Vertical urban surfaces and building facades remain a largely untapped resource for green infrastructure as they pose specific installation and maintenance challenges. These challenges are being address by Arup, whose Foresight team have developed design solutions for both permanent and temporary green facades.

Vertical Meadow (formerly known as Living Wall Lite) is an innovative and cost effective living wall system for temporary applications such as construction site scaffolding and hoardings. It has been developed by Arup in partnership with Green Fortune, a living wall provider with a track record of over 300 living walls across Europe. Plants and flowers are grown from seed in-situ on a temporary mat that is easily fixed to any scaffolding or hoarding. Within two or three weeks the first shoots start to appear, before growing into a verdant vertical meadow. The species-rich wildflower meadows that grow are a haven for biodiversity, attracting bees with a high pollen flower mix as well as other insects such as ladybirds and spiders. Wild strawberries also help to produce food for other fauna such as local birds.

Like the trees and parkland in cities, the wall’s aesthetics will change with the seasons. In the spring and summer it will be lush and verdant and in the winter it will brown-off and die back a little, only to bounce back the following spring. This seasonality creates ongoing interest - a dynamic visual impact that constantly evolves.

Rainwater can be channelled through the system, both minimising the mains water irrigation for the plants, and reducing pressure on the mains drainage system. When connected to a re-circulation system water usage can be optimised for the whole system.
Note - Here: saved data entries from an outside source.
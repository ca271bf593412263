//! # maqblog binary
//!
//! Assembles the blog backend: configuration, storage adapter, services,
//! and the axum router.

use std::net::SocketAddr;
use std::sync::Arc;
use std::time::Duration;

use anyhow::Context;
use tracing_subscriber::EnvFilter;

use api_adapters::metrics::ApiMetrics;
use api_adapters::state::AppState;
use configs::AppConfig;
use domains::traits::{CommentStore, ContentStore};
use services::content::ContentService;
use services::submission::{SubmissionLimits, SubmissionService};
use services::thread::ThreadService;

#[cfg(feature = "db-postgres")]
use secrecy::ExposeSecret;
#[cfg(feature = "db-postgres")]
use storage_adapters::PgStore;

#[cfg(not(feature = "db-postgres"))]
use storage_adapters::MemoryStore;

#[tokio::main]
async fn main() -> anyhow::Result<()> {
    dotenvy::dotenv().ok();
    tracing_subscriber::fmt()
        .with_env_filter(
            EnvFilter::try_from_default_env().unwrap_or_else(|_| EnvFilter::new("info")),
        )
        .init();

    let cfg = configs::load().context("loading configuration")?;
    let (comment_store, content_store) = build_stores(&cfg).await?;

    let metrics = Arc::new(ApiMetrics::new());
    let submissions = SubmissionService::new(
        comment_store.clone(),
        Duration::from_secs(cfg.comments.cooldown_secs),
        SubmissionLimits {
            author_name_max: cfg.comments.author_name_max,
            content_max: cfg.comments.content_max,
        },
    )
    .with_recorder(metrics.clone());

    let state = Arc::new(AppState {
        submissions,
        threads: ThreadService::new(comment_store),
        content: ContentService::new(content_store),
        metrics,
    });

    let app = api_adapters::router(state);
    let addr: SocketAddr = format!("{}:{}", cfg.server.host, cfg.server.port)
        .parse()
        .context("invalid server address")?;
    tracing::info!(%addr, "maqblog backend listening");

    let listener = tokio::net::TcpListener::bind(addr)
        .await
        .context("binding listener")?;
    axum::serve(
        listener,
        app.into_make_service_with_connect_info::<SocketAddr>(),
    )
    .await?;
    Ok(())
}

#[cfg(feature = "db-postgres")]
async fn build_stores(
    cfg: &AppConfig,
) -> anyhow::Result<(Arc<dyn CommentStore>, Arc<dyn ContentStore>)> {
    let db = cfg
        .database
        .as_ref()
        .context("database configuration is required (set DATABASE_URL)")?;
    let store = Arc::new(
        PgStore::connect(db.url.expose_secret(), db.max_connections).await?,
    );
    sqlx::migrate!("../../migrations")
        .run(store.pool())
        .await
        .context("running migrations")?;
    Ok((store.clone(), store))
}

#[cfg(not(feature = "db-postgres"))]
async fn build_stores(
    _cfg: &AppConfig,
) -> anyhow::Result<(Arc<dyn CommentStore>, Arc<dyn ContentStore>)> {
    tracing::warn!("running with the in-memory store; nothing survives a restart");
    let store = Arc::new(MemoryStore::new());
    Ok((store.clone(), store))
}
There are also positive impacts on local air quality and noise. Plants capture dust and particulates, and release them via precipitation into the drains. This can help to reduce dust and pollution by up to 20%. Studies show that people with views of greenery have a lower perception of noise. Moreover, plants help to attenuate street noise by reducing reverberation, and the wall helps minimise noise breakout from the work. Initial tests show a reduction of 13dB - comparable.

The Vertical Meadow system can be applied as a hoarding or scaffolding wrap. The mat arrives to site in rolls for installation by the site team, with Green Fortune overseeing the process and installing the irrigation system. A broad and adaptable seed mix ensures that each Vertical Meadow thrives in a range of varied site conditions. Basic monitoring and maintenance is quick and simple, and the site team can be trained to carry it out themselves. The system uses materials with low embodied energy, and because plants are grown from seed in-situ, there is none of the energy usage associated with growing plants in greenhouses off-site.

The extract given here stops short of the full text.